* [DIRECTIONS]: Every line from the beginning of the records below up to the one holding "stdout. Per-task outcome" should be quoted exactly; leave out the rest.

* [DATASET RECORDS]:
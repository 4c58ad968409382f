use std::fmt;

use chrono::Local;
use tracing::{Event, Subscriber};
use tracing_appender::non_blocking::WorkerGuard;
use tracing_subscriber::{
    fmt::{format::Writer, FmtContext, FormatEvent, FormatFields},
    prelude::*,
    registry::LookupSpan,
    Layer,
};

/// Installs the global subscriber: plain timestamped lines into hourly
/// rolling files under `logs/`, colored progress on stdout. Per-task outcome
/// lines use the `task_result` target so the file log stays useful at WARN
/// for everything else.
///
/// The returned guard must be kept alive for the file writer to flush.
pub fn setup_logger() -> Option<WorkerGuard> {
    std::fs::create_dir_all("logs").ok();

    let file_appender = tracing_appender::rolling::hourly("logs", "register");
    let (non_blocking, guard) = tracing_appender::non_blocking(file_appender);

    let file_filter = tracing_subscriber::filter::Targets::new()
        .with_target("task_result", tracing::Level::INFO)
        .with_default(tracing::Level::WARN);

    let file_layer = tracing_subscriber::fmt::layer()
        .with_writer(non_blocking)
        .with_ansi(false)
        .event_format(FileFormatter)
        .with_filter(file_filter);

    let console_filter =
        tracing_subscriber::filter::Targets::new().with_default(tracing::Level::INFO);

    let console_layer = tracing_subscriber::fmt::layer()
        .with_writer(std::io::stdout)
        .with_target(false)
        .with_filter(console_filter);

    tracing_subscriber::registry()
        .with(file_layer)
        .with(console_layer)
        .init();

    Some(guard)
}

struct MessageVisitor {
    message: String,
}

impl tracing::field::Visit for MessageVisitor {
    fn record_debug(&mut self, field: &tracing::field::Field, value: &dyn fmt::Debug) {
        if field.name() == "message" {
            self.message = format!("{:?}", value);
        }
    }

    fn record_str(&mut self, field: &tracing::field::Field, value: &str) {
        if field.name() == "message" {
            self.message = value.to_string();
        }
    }
}

struct FileFormatter;

impl<S, N> FormatEvent<S, N> for FileFormatter
where
    S: Subscriber + for<'a> LookupSpan<'a>,
    N: for<'a> FormatFields<'a> + 'static,
{
    fn format_event(
        &self,
        _ctx: &FmtContext<'_, S, N>,
        mut writer: Writer<'_>,
        event: &Event<'_>,
    ) -> fmt::Result {
        let timestamp = Local::now().format("%Y-%m-%d %H:%M:%S");
        write!(writer, "{} [{}] ", timestamp, event.metadata().level())?;

        let mut visitor = MessageVisitor {
            message: String::new(),
        };
        event.record(&mut visitor);
        writeln!(writer, "{}", visitor.message)
    }
}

* [FINAL ANSWER]:
repository 4c58ad968409382f
use std::fmt;

use chrono::Local;
use tracing::{Event, Subscriber};
use tracing_appender::non_blocking::WorkerGuard;
use tracing_subscriber::{
    fmt::{format::Writer, FmtContext, FormatEvent, FormatFields},
    prelude::*,
    registry::LookupSpan,
    Layer,
};

/// Installs the global subscriber: plain timestamped lines into hourly
/// rolling files under `logs/`, colored progress on stdout. Per-task outcome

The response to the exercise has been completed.